TASK GOAL: Every line below that holds the string "TRANSPARENT" should be copied.

Saved entries:
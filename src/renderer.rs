//! Scanline rendering functions.
//!
//! Drive the rasterizer, scanline and base renderer together: sweep each
//! row of coverage and blend it either in one solid color or through a
//! [`SpanGenerator`] that supplies a color per pixel.

use image::RgbaImage;

use crate::color::Rgba8;
use crate::pixfmt::PixelFormat;
use crate::rasterizer::Rasterizer;
use crate::renderer_base::RendererBase;
use crate::scanline::{Scanline, ScanlineU8};

/// Render every scanline of `ras` in `color`.
pub fn render_scanlines_aa_solid<PF: PixelFormat>(
    ras: &mut Rasterizer,
    sl: &mut ScanlineU8,
    ren: &mut RendererBase<PF>,
    color: &Rgba8,
) {
    if !ras.rewind_scanlines() {
        return;
    }
    sl.reset(ras.min_x(), ras.max_x());
    while ras.sweep_scanline(sl) {
        let y = sl.y();
        for span in sl.spans() {
            ren.blend_solid_hspan(span.x, y, span.len, color, sl.covers(span));
        }
    }
}

// ============================================================================
// Span generators
// ============================================================================

/// Produces per-pixel colors for a run of pixels.
pub trait SpanGenerator {
    /// Called once before rendering begins.
    fn prepare(&mut self) {}

    /// Fill `span` with the colors of the pixels starting at (x, y).
    fn generate(&mut self, span: &mut [Rgba8], x: i32, y: i32);
}

/// Render every scanline of `ras`, coloring pixels with `span_gen`.
///
/// `colors` is scratch space reused across spans.
pub fn render_scanlines_aa<PF, SG>(
    ras: &mut Rasterizer,
    sl: &mut ScanlineU8,
    ren: &mut RendererBase<PF>,
    colors: &mut Vec<Rgba8>,
    span_gen: &mut SG,
) where
    PF: PixelFormat,
    SG: SpanGenerator + ?Sized,
{
    if !ras.rewind_scanlines() {
        return;
    }
    sl.reset(ras.min_x(), ras.max_x());
    span_gen.prepare();
    while ras.sweep_scanline(sl) {
        let y = sl.y();
        for span in sl.spans() {
            let len = span.len as usize;
            if colors.len() < len {
                colors.resize(len, Rgba8::TRANSPARENT);
            }
            let run = &mut colors[..len];
            span_gen.generate(run, span.x, y);
            ren.blend_color_hspan(span.x, y, span.len, run, sl.covers(span));
        }
    }
}

/// Tiles an image across the plane, with its top-left corner at `origin`.
pub struct ImagePattern<'a> {
    img: &'a RgbaImage,
    origin: (i32, i32),
}

impl<'a> ImagePattern<'a> {
    pub fn new(img: &'a RgbaImage, origin_x: i32, origin_y: i32) -> Self {
        Self {
            img,
            origin: (origin_x, origin_y),
        }
    }
}

impl SpanGenerator for ImagePattern<'_> {
    fn generate(&mut self, span: &mut [Rgba8], x: i32, y: i32) {
        let (w, h) = (self.img.width() as i32, self.img.height() as i32);
        if w == 0 || h == 0 {
            span.fill(Rgba8::TRANSPARENT);
            return;
        }
        let sy = (y - self.origin.1).rem_euclid(h) as u32;
        for (i, c) in span.iter_mut().enumerate() {
            let sx = (x + i as i32 - self.origin.0).rem_euclid(w) as u32;
            *c = (*self.img.get_pixel(sx, sy)).into();
        }
    }
}

// ============================================================================
// Tests
// ============================================================================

ANSWER FOR THIS EXERCISE:
                colors.resize(len, Rgba8::TRANSPARENT);
            span.fill(Rgba8::TRANSPARENT);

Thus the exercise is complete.